Police are instead sending suspected drugs to crime laboratories, which have quickly become over-burdened, delaying many cases.

“We instituted the precautions for self-preservation, frankly,” said James Shroba, the agent in charge of the Drug Enforcement Administration office in St. Louis. Agents, he said, began finding fentanyl in everything they seized, including marijuana, cocaine and methamphetamine.

Over the past 18 months, field testing has been banned by the DEA, state police in Oregon, Arizona, Michigan and Missouri, and several big-city departments, including New York and Houston.

No police deaths have been blamed on fentanyl, a synthetic opioid developed for cancer patients and others suffering severe pain. But dozens of officers have become ill, including 18 in one raid last year in Pittsburgh.
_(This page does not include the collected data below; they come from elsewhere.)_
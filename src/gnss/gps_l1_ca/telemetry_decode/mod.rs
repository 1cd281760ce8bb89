
use std::collections::VecDeque;

use rustfft::num_complex::Complex;

use crate::DigSigProcErr;
use crate::gnss::gps_l1_ca::CODES_PER_DATA_BIT;

pub mod subframe;
mod preamble_detector;

const SUBFRAME_SIZE_W_PARITY_BITS:usize = 300;
const SUBFRAME_SIZE_DATA_ONLY_BITS:usize = 240;

/// Bit-phase histogram hits required before the bit synchronizer commits.
const BIT_SYNC_VOTES:usize = 4;

/// IS-GPS-200 parity over one 30-bit word given the last two bits of the
/// previous word.
pub fn parity_check(word:&[bool], last_d29:bool, last_d30:bool) -> bool {
	assert_eq!(word.len(), 30, "parity runs on 30-bit words");
	let d:Vec<bool> = word.iter().take(24).map(|b| b ^ last_d30).collect();
	let p = parity_bits(&d, last_d29, last_d30);
	word.iter().skip(24).zip(p.iter()).all(|(a, b)| a == b)
}

/// The six parity equations from IS-GPS-200 table 20-XIV over 24 source bits.
fn parity_bits(d:&[bool], last_d29:bool, last_d30:bool) -> [bool; 6] {
	[
		last_d29 ^ d[0] ^ d[1] ^ d[2] ^ d[4] ^ d[5] ^ d[9]  ^ d[10] ^ d[11] ^ d[12] ^ d[13] ^ d[16] ^ d[17] ^ d[19] ^ d[22],
		last_d30 ^ d[1] ^ d[2] ^ d[3] ^ d[5] ^ d[6] ^ d[10] ^ d[11] ^ d[12] ^ d[13] ^ d[14] ^ d[17] ^ d[18] ^ d[20] ^ d[23],
		last_d29 ^ d[0] ^ d[2] ^ d[3] ^ d[4] ^ d[6] ^ d[7]  ^ d[11] ^ d[12] ^ d[13] ^ d[14] ^ d[15] ^ d[18] ^ d[19] ^ d[21],
		last_d30 ^ d[1] ^ d[3] ^ d[4] ^ d[5] ^ d[7] ^ d[8]  ^ d[12] ^ d[13] ^ d[14] ^ d[15] ^ d[16] ^ d[19] ^ d[20] ^ d[22],
		last_d30 ^ d[0] ^ d[2] ^ d[4] ^ d[5] ^ d[6] ^ d[8]  ^ d[9]  ^ d[13] ^ d[14] ^ d[15] ^ d[16] ^ d[17] ^ d[20] ^ d[21] ^ d[23],
		last_d29 ^ d[2] ^ d[4] ^ d[5] ^ d[7] ^ d[8] ^ d[9]  ^ d[10] ^ d[12] ^ d[14] ^ d[18] ^ d[21] ^ d[22] ^ d[23],
	]
}

/// Encodes 24 source bits into a transmitted 30-bit word.  Inverse of the
/// receive path; the navigation-message synthesizer and the parity tests
/// build their streams with it.
pub fn parity_encode(source:&[bool], last_d29:bool, last_d30:bool) -> [bool; 30] {
	assert_eq!(source.len(), 24, "parity encoding runs on 24 source bits");
	let mut word = [false; 30];
	let d:Vec<bool> = source.iter().map(|b| b ^ last_d30).collect();
	for i in 0..24 { word[i] = d[i]; }
	for (i, p) in parity_bits(&d, last_d29, last_d30).iter().enumerate() {
		word[24 + i] = *p;
	}
	word
}

/// Strips and verifies parity on a full subframe, returning the 240 source
/// bits.
fn data_recover(subframe:&[bool; SUBFRAME_SIZE_W_PARITY_BITS]) -> Result<[bool; SUBFRAME_SIZE_DATA_ONLY_BITS], DigSigProcErr> {
	for w in 0..10 {
		let (d29, d30) = if w == 0 { (false, false) } else { (subframe[30*w - 2], subframe[30*w - 1]) };
		if !parity_check(&subframe[30*w..30*(w+1)], d29, d30) {
			return Err(DigSigProcErr::InvalidTelemetryData("parity check failed"));
		}
	}

	let mut ans = [false; SUBFRAME_SIZE_DATA_ONLY_BITS];
	for bit_idx in 0..24 { ans[bit_idx] = subframe[bit_idx]; }
	for w in 1..10 {
		for bit_idx in 0..24 { ans[24*w + bit_idx] = subframe[30*w + bit_idx] ^ subframe[30*w - 1]; }
	}
	Ok(ans)
}

/// Aligns the 1 kHz prompt stream onto 50 bps data bits.  Transition phases
/// vote in a modulo-20 histogram; the winning phase fixes the bit boundary
/// and every 20 coherent symbols then integrate into one bit.
pub struct BitSynchronizer {
	phase_votes: [usize; CODES_PER_DATA_BIT],
	locked_phase: Option<usize>,
	symbol_count: usize,
	last_sign_positive: Option<bool>,
	acc: f64,
	acc_count: usize,
	acc_last_idx: usize,
}

impl BitSynchronizer {

	pub fn new() -> Self {
		BitSynchronizer {
			phase_votes: [0; CODES_PER_DATA_BIT],
			locked_phase: None,
			symbol_count: 0,
			last_sign_positive: None,
			acc: 0.0,
			acc_count: 0,
			acc_last_idx: 0,
		}
	}

	pub fn initialize(&mut self) { *self = Self::new(); }

	pub fn is_locked(&self) -> bool { self.locked_phase.is_some() }

	/// Feeds one prompt symbol; returns a data bit once 20 aligned symbols
	/// have accumulated.
	pub fn apply(&mut self, prompt:Complex<f64>, symbol_idx:usize) -> Option<(bool, usize)> {
		let phase = self.symbol_count % CODES_PER_DATA_BIT;
		let sign_positive = prompt.re >= 0.0;

		if let Some(last) = self.last_sign_positive {
			if last != sign_positive && self.locked_phase.is_none() {
				self.phase_votes[phase] += 1;
				let (best_phase, best) = self.phase_votes.iter().enumerate()
					.max_by_key(|(_, v)| **v).map(|(i, v)| (i, *v)).unwrap();
				let runner_up = self.phase_votes.iter().enumerate()
					.filter(|(i, _)| *i != best_phase)
					.map(|(_, v)| *v).max().unwrap_or(0);
				if best >= BIT_SYNC_VOTES && best >= 2 * runner_up.max(1) {
					self.locked_phase = Some(best_phase);
					// Start integrating from this boundary
					self.acc = 0.0;
					self.acc_count = 0;
				}
			}
		}
		self.last_sign_positive = Some(sign_positive);
		self.symbol_count += 1;

		if let Some(locked) = self.locked_phase {
			// The locked phase marks symbols that start a new bit
			if (self.symbol_count - 1) % CODES_PER_DATA_BIT == locked && self.acc_count > 0 {
				// Partial bits from before lock are discarded
				let out = if self.acc_count == CODES_PER_DATA_BIT {
					Some((self.acc >= 0.0, self.acc_last_idx))
				} else { None };
				self.acc = 0.0;
				self.acc_count = 0;
				self.acc += prompt.re;
				self.acc_count = 1;
				self.acc_last_idx = symbol_idx;
				return out;
			}
			self.acc += prompt.re;
			self.acc_count += 1;
			self.acc_last_idx = symbol_idx;
		}

		None
	}

}

#[derive(Debug)]
pub enum TelemetryDecoderResult {
	NotReady,
	/// A parity-clean subframe plus the sample index of the last symbol in
	/// its final bit.
	Frame(subframe::Subframe, usize),
	Err(DigSigProcErr),
}

enum DecoderState {
	LookingForPreamble,
	DecodingSubframes{ is_inverse_sense:bool },
}

/// GPS L1 C/A navigation-message decoder: bit synchronization, preamble
/// search with polarity resolution, parity-checked subframe assembly.
pub struct TelemetryDecoder {
	bit_sync: BitSynchronizer,
	detector: preamble_detector::PreambleDetector,
	detection_buffer: VecDeque<(bool, usize)>,
	state: DecoderState,
}

impl TelemetryDecoder {

	pub fn new() -> TelemetryDecoder {
		TelemetryDecoder {
			bit_sync: BitSynchronizer::new(),
			detector: preamble_detector::PreambleDetector::new(),
			detection_buffer: VecDeque::new(),
			state: DecoderState::LookingForPreamble,
		}
	}

	pub fn initialize(&mut self) {
		self.bit_sync.initialize();
		self.detector.initialize();
		self.detection_buffer.clear();
		self.state = DecoderState::LookingForPreamble;
	}

	/// Feeds one prompt symbol at the 1 kHz code rate.
	pub fn apply(&mut self, prompt:Complex<f64>, symbol_idx:usize) -> TelemetryDecoderResult {
		match self.bit_sync.apply(prompt, symbol_idx) {
			Some(bit) => self.apply_bit(bit),
			None => TelemetryDecoderResult::NotReady,
		}
	}

	fn apply_bit(&mut self, bit:(bool, usize)) -> TelemetryDecoderResult {
		match self.state {
			DecoderState::LookingForPreamble => {
				self.detector.apply(bit.0);
				self.detection_buffer.push_back(bit);
				match (self.detector.preamble_location(), self.detector.is_inverse_sense()) {
					(Some(bits_before_preamble), Some(is_inverse_sense)) => {
						self.state = DecoderState::DecodingSubframes{ is_inverse_sense };
						for _ in 0..bits_before_preamble { self.detection_buffer.pop_front(); }
						TelemetryDecoderResult::NotReady
					},
					_ => TelemetryDecoderResult::NotReady,
				}
			},
			DecoderState::DecodingSubframes{ is_inverse_sense } => {
				self.detection_buffer.push_back(bit);

				if self.detection_buffer.len() >= SUBFRAME_SIZE_W_PARITY_BITS {
					let mut raw = [false; SUBFRAME_SIZE_W_PARITY_BITS];
					let mut last_idx = 0usize;
					for slot in raw.iter_mut() {
						match self.detection_buffer.pop_front() {
							Some((b, idx)) => { *slot = b ^ is_inverse_sense; last_idx = idx; },
							None => return TelemetryDecoderResult::Err(
								DigSigProcErr::InvalidTelemetryData("subframe buffer underrun")),
						}
					}
					match data_recover(&raw).and_then(subframe::decode) {
						Ok(sf) => TelemetryDecoderResult::Frame(sf, last_idx),
						Err(e) => TelemetryDecoderResult::Err(e),
					}
				} else { TelemetryDecoderResult::NotReady }
			},
		}
	}

}

#[cfg(test)]
mod tests {

	use super::*;

	#[test]
	fn parity_round_trip_and_bit_flip_rejection() {
		let source:[bool; 24] = [
			true, false, false, false, true, false, true, true,
			false, true, true, false, false, true, false, true,
			true, true, false, false, true, false, false, true];
		let word = parity_encode(&source, true, false);
		assert!(parity_check(&word, true, false));

		for flip in 0..30 {
			let mut corrupted = word;
			corrupted[flip] = !corrupted[flip];
			assert!(!parity_check(&corrupted, true, false), "flip at {} went undetected", flip);
		}
	}

	#[test]
	fn bit_sync_locks_and_integrates() {
		let mut sync = BitSynchronizer::new();
		// 50 bps alternating bits carried on 20-symbol groups, offset by 7
		// symbols from the feed start
		let bits = [true, false, true, true, false, false, true, false, true, true,
		            false, true, false, false, true, true, false, true, false, false];
		let mut out:Vec<bool> = vec![];
		for sym in 0..(bits.len() * 20) {
			let bit_idx = (sym + 13) / 20;	// starts 7 symbols into bit 0
			if bit_idx >= bits.len() { break; }
			let amp = if bits[bit_idx] { 100.0 } else { -100.0 };
			if let Some((b, _)) = sync.apply(Complex{ re: amp, im: 0.0 }, sym) {
				out.push(b);
			}
		}
		assert!(sync.is_locked());
		// Everything after lock must reproduce the transmitted pattern
		assert!(out.len() >= 10);
		let tail:Vec<bool> = bits.iter().cloned().collect();
		assert!(tail.windows(out.len()).any(|w| w == &out[..]),
			"decoded bits are not a contiguous run of the transmitted bits");
	}

}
Illegal, raw fentanyl powder can be 50 times more potent than heroin and is often mixed with other street drugs. Synthetic drugs were blamed for more than 20,000 U.S. overdose deaths in 2016 – double the number from 2015. Prince and Tom Petty are among its victims.

The field test provides only a preliminary finding that must be confirmed by a lab. In fact, a 2016 New York Times report called into question the accuracy of field tests, saying they often produce false positives.

Still, field test results often convince suspects to plead guilty even before the initial indications are checked by scientists, prosecutors said.

For cases that go to trial, full lab results can take months, which puts some suspects back on the streets for long periods.